First thought is, what is the automation in question and what (config server connection) is it relying on (that is presumably going to sleep)?
I have an HA Blue, on which I run Node-RED as an addon, as my production machine. This has the HA websocket/API nodes all running nicely using the ‘default - Node-RED as addon’ HA server configuration. This is my main machine, and runs a bunch of Node-RED flows most of which are doing something (monitoring more than automation) every few seconds.
I have a Raspberry Pi, on which I run Node-RED for development. This has the HA websocket nodes all running nicely using the ‘non-default’ manual setup for an HA server config, tied back to the HA Blue IP. I do not have the ‘enabled heartbeat’ set, but I do have a few ongoing monitoring and diagnostic flows, mostly listening for HA entity changes.

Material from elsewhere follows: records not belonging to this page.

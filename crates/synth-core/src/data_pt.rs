//! Provenance-tagged values.
//!
//! A [`DataPt`] is a 256-bit word together with the circuit wire it lives on.
//! Handlers never hand raw numbers to the placement builder: every operand
//! is a `DataPt`, and every value pushed back to the shadow stack goes
//! through [`Shadowed`], which refuses to exist unless the symbolic value
//! agrees with the one the interpreter computed.

use revm::primitives::U256;

use crate::buffers::BufferKind;
use crate::error::{Result, SynthesisError};
use crate::operations::field::FR_MODULUS;

// ============================================================
// Origin
// ============================================================

/// Where a value comes from.
#[derive(Debug, Clone, PartialEq, Eq, Hash)]
pub enum Origin {
  /// A value supplied by the environment (block header, transaction,
  /// storage, protocol constant). Only legal as the external side of a
  /// buffer placement.
  External {
    tag: String,
    offset: Option<usize>,
    length: Option<usize>,
  },
  /// A wire exposed by one of the buffer placements.
  Buffer { buffer: BufferKind, wire_index: usize },
  /// An output wire of a previously emitted placement.
  Wire { placement: usize, wire_index: usize },
}

impl Origin {
  pub fn external(tag: impl Into<String>) -> Self {
    Origin::External {
      tag: tag.into(),
      offset: None,
      length: None,
    }
  }

  /// `(placement index, wire index)` of the producing wire, if any.
  pub fn producer(&self) -> Option<(usize, usize)> {
    match self {
      Origin::External { .. } => None,
      Origin::Buffer { buffer, wire_index } => Some((buffer.placement_index(), *wire_index)),
      Origin::Wire {
        placement,
        wire_index,
      } => Some((*placement, *wire_index)),
    }
  }

  pub fn is_external(&self) -> bool {
    matches!(self, Origin::External { .. })
  }
}

// ============================================================
// DataPt
// ============================================================

#[derive(Debug, Clone, PartialEq, Eq)]
pub struct DataPt {
  pub value: U256,
  /// Number of significant bits the producing wire is allowed to carry.
  pub source_bit_size: u16,
  pub origin: Origin,
}

impl DataPt {
  /// Builds a pointer after checking that `value` fits `source_bit_size`.
  ///
  /// A 255-bit wire carries a scalar-field element and must be below the
  /// field modulus.
  pub fn new(value: U256, source_bit_size: u16, origin: Origin) -> Result<Self> {
    if source_bit_size == 0 || source_bit_size > 256 {
      return Err(SynthesisError::InvalidOperand(format!(
        "bit size {source_bit_size} out of range"
      )));
    }
    if value.bit_len() > source_bit_size as usize {
      return Err(SynthesisError::InvalidOperand(format!(
        "value {value:#x} does not fit in {source_bit_size} bits"
      )));
    }
    if source_bit_size == 255 && value >= FR_MODULUS {
      return Err(SynthesisError::InvalidOperand(format!(
        "value {value:#x} is not a scalar-field element"
      )));
    }
    Ok(DataPt {
      value,
      source_bit_size,
      origin,
    })
  }

  pub fn wire(placement: usize, wire_index: usize, value: U256, source_bit_size: u16) -> Result<Self> {
    DataPt::new(
      value,
      source_bit_size,
      Origin::Wire {
        placement,
        wire_index,
      },
    )
  }

  pub fn producer(&self) -> Option<(usize, usize)> {
    self.origin.producer()
  }

  /// Same wire, viewed with a narrower (or wider) bit budget.
  pub fn with_bit_size(&self, source_bit_size: u16) -> Self {
    DataPt {
      source_bit_size,
      ..self.clone()
    }
  }
}

/// Number of bits needed to hold `value`, at least one.
pub fn bit_size_of(value: U256) -> u16 {
  value.bit_len().max(1) as u16
}

// ============================================================
// Shadowed
// ============================================================

/// A symbolic value paired with the concrete word the interpreter holds.
///
/// The only constructor compares the two, so holding a `Shadowed` is proof
/// that the check happened.
#[derive(Debug, Clone, PartialEq, Eq)]
pub struct Shadowed {
  concrete: U256,
  pt: DataPt,
}

impl Shadowed {
  pub fn new(context: &str, concrete: U256, pt: DataPt) -> Result<Self> {
    if concrete != pt.value {
      return Err(SynthesisError::shadow(context, concrete, pt.value));
    }
    Ok(Shadowed { concrete, pt })
  }

  pub fn concrete(&self) -> U256 {
    self.concrete
  }

  pub fn pt(&self) -> &DataPt {
    &self.pt
  }

  pub fn into_pt(self) -> DataPt {
    self.pt
  }
}

#[cfg(test)]
mod tests {
  use super::*;

  #[test]
  fn rejects_values_wider_than_their_wire() {
    let err = DataPt::new(U256::from(256u64), 8, Origin::external("test"));
    assert!(matches!(err, Err(SynthesisError::InvalidOperand(_))));
    assert!(DataPt::new(U256::from(255u64), 8, Origin::external("test")).is_ok());
  }

  #[test]
  fn rejects_non_field_elements_on_255_bit_wires() {
    let err = DataPt::new(FR_MODULUS, 255, Origin::external("test"));
    assert!(matches!(err, Err(SynthesisError::InvalidOperand(_))));
  }

  #[test]
  fn buffer_origin_resolves_to_buffer_placement() {
    let origin = Origin::Buffer {
      buffer: BufferKind::EvmIn,
      wire_index: 7,
    };
    assert_eq!(origin.producer(), Some((BufferKind::EvmIn.placement_index(), 7)));
    assert_eq!(Origin::external("x").producer(), None);
  }

  #[test]
  fn shadowed_refuses_mismatching_values() {
    let pt = DataPt::wire(9, 0, U256::from(12u64), 256).expect("valid pointer");
    assert!(Shadowed::new("ADD", U256::from(12u64), pt.clone()).is_ok());
    let err = Shadowed::new("ADD", U256::from(13u64), pt).unwrap_err();
    assert!(matches!(err, SynthesisError::ShadowMismatch { .. }));
  }
}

The Pi has been running without a reboot for several weeks/months consecutively, and I mostly have no issues with it at all, even though it is running headless and connected via WiFi.
I have recently purchased a second HA machine (odroid N2). This is now set up with Node-RED as an addon, and has one HA websocket server running for the local HA [machine 2] using the default ‘as addon’, and another HA websocket server running against the original HA [machine 1] using manual setup, again tied back using the HA1 IP address.
The second machine [2] is being used to run a Maria DB for long term data collection from machine [1], which is done by listening to machine 1 entity changes (via server 1) and then posting to Maria DB (via server 2).
Before launching with machine 2, I ran some basic flows just to monitor entity changes on machine 1. At first I had a number of issues, and found Node-RED regularly crashing due to lack of memory stack. Given that this was a new machine, with almost nothing running, I put this down to my use of WiFi to connect machine 2 to my local network (short on ports on my study switch). Problem solved by moving the machine to near the router where I had a spare ethernet port. Sound network connection, problem solved.
As a cross-tie for monitoring, I am now updating an entity (every 10 seconds) on machine 1 using a Node-RED flow on machine 2, which allows machine 1 to know that machine 2 is running. Machine 2, of course, already knows that machine 1 is running as it is listening to entity state changes. The Rasp Pi just keeps an ear out on machine 1, but I have not yet told the Pi about machine 2, although I do wonder how long it will be before the three of them get organised and become sentient.
So, all my three Node-REDs can connect to one or both of the two HAs, and a short time-loop monitoring flow will tell me if anything stops working. As part of my [1] flows, I am using Modbus (over TCP) to connect to my solar inverter. This uses its own TCP server connection, which quite often goes to sleep. I have several Modbus nodes, all using the same config. The main flow runs a 20 second loop to read most of the registers, so this connection seems to stay alive without issue. I have another flow that interjects only when the inverter timestamp has wondered off more than 20 seconds, and this triggers a time update write, which runs approx. once every three days. This connection can be problematic, and I also have problems with the control command Modbus flow, which attempts to switch inverter modes. Since these only run occasionally, I have resorted to a ‘read-first’ approach so as to wake the connection up before the critical write. I perform a read, then another read if the first read has failed, before doing the critical write, all of which I find is necessary from time to time.
I read the Modbus registers on the inverter in several blocks, and monitor each block read/return using a finite state machine. If any read does not reply within 5 seconds a timer moves the FSM to error state, and this event is then recorded in a circular buffer. This allows me to track the frequency of read failures, as well as complete failure triggering an email message if nothing is seen for 20 seconds.
API calls (Modbus nodes) are one-time and uni-directional, so failure is very much a case of ‘no response’.
Websockets (HA nodes) are permanent and bi-directional, so failure can be better monitored and recovered from.
If your automation failure is down to a machine-machine connection going to sleep, then, for myself, I believe prevention is better than cure (so keep the connection talking regularly) and tight-monitoring is essential to know if and when a connection has failed. Once I know when the connection is failing, I can then begin to consider how best to identify the cause and/or deal with the issue.